Task to carry out — Each record must be repeated exactly as it stands.

Task input —
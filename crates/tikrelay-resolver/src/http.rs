//! HTTP backend abstraction for the tikwm API.
//!
//! One call on the backend is one attempt; retrying lives in
//! [`crate::attempt`], so the backend never loops.

use std::time::Duration;

use async_trait::async_trait;
use bytes::Bytes;
use url::Url;

use crate::error::{TikwmError, TikwmResult, body_to_value};

// ============================================================================
// HTTP Backend Trait
// ============================================================================

/// Trait for HTTP backends that perform a single GET.
#[async_trait]
pub trait HttpBackend: Send + Sync {
    /// GET `url` once with `timeout`, returning the body of a 2xx response.
    ///
    /// Non-2xx statuses are [`TikwmError::ApiRequestFailed`]; a missing
    /// response is [`TikwmError::NoResponse`].
    async fn get(&self, url: &Url, timeout: Duration) -> TikwmResult<Bytes>;
}

// ============================================================================
// Reqwest Backend
// ============================================================================

/// Production HTTP backend using reqwest.
///
/// Holds a clone of a shared `reqwest::Client`, so the connection pool is
/// reused across requests.
#[derive(Clone)]
pub struct ReqwestBackend {
    client: reqwest::Client,
}

impl ReqwestBackend {
    pub const fn new(client: reqwest::Client) -> Self {
        Self { client }
    }
}

#[async_trait]
impl HttpBackend for ReqwestBackend {
    async fn get(&self, url: &Url, timeout: Duration) -> TikwmResult<Bytes> {
        let response = self
            .client
            .get(url.as_str())
            .timeout(timeout)
            .send()
            .await?;

        let status = response.status();
        let body = response.bytes().await?;

        if !status.is_success() {
            return Err(TikwmError::ApiRequestFailed {
                status: status.as_u16(),
                body: body_to_value(&body),
            });
        }
        Ok(body)
    }
}

// ============================================================================
// Fake Backend for Testing
// ============================================================================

Answer to this exercise —
filename crates/tikrelay-resolver/src/http.rs
//! HTTP backend abstraction for the tikwm API.
//!
//! One call on the backend is one attempt; retrying lives in
//! [`crate::attempt`], so the backend never loops.

use std::time::Duration;

use async_trait::async_trait;
use bytes::Bytes;
use url::Url;

use crate::error::{TikwmError, TikwmResult, body_to_value};

// ============================================================================
// HTTP Backend Trait
// ============================================================================

/// Trait for HTTP backends that perform a single GET.
#[async_trait]
pub trait HttpBackend: Send + Sync {
    /// GET `url` once with `timeout`, returning the body of a 2xx response.
    ///
    /// Non-2xx statuses are [`TikwmError::ApiRequestFailed`]; a missing
    /// response is [`TikwmError::NoResponse`].
    async fn get(&self, url: &Url, timeout: Duration) -> TikwmResult<Bytes>;
}

// ============================================================================
// Reqwest Backend
// ============================================================================

/// Production HTTP backend using reqwest.
///
/// Holds a clone of a shared `reqwest::Client`, so the connection pool is
/// reused across requests.
#[derive(Clone)]
pub struct ReqwestBackend {
    client: reqwest::Client,
}

impl ReqwestBackend {
    pub const fn new(client: reqwest::Client) -> Self {
        Self { client }
    }
}

#[async_trait]
impl HttpBackend for ReqwestBackend {
    async fn get(&self, url: &Url, timeout: Duration) -> TikwmResult<Bytes> {
        let response = self
            .client
            .get(url.as_str())
            .timeout(timeout)
            .send()
            .await?;

        let status = response.status();
        let body = response.bytes().await?;

        if !status.is_success() {
            return Err(TikwmError::ApiRequestFailed {
                status: status.as_u16(),
                body: body_to_value(&body),
            });
        }
        Ok(body)
    }
}

// ============================================================================
// Fake Backend for Testing
// ============================================================================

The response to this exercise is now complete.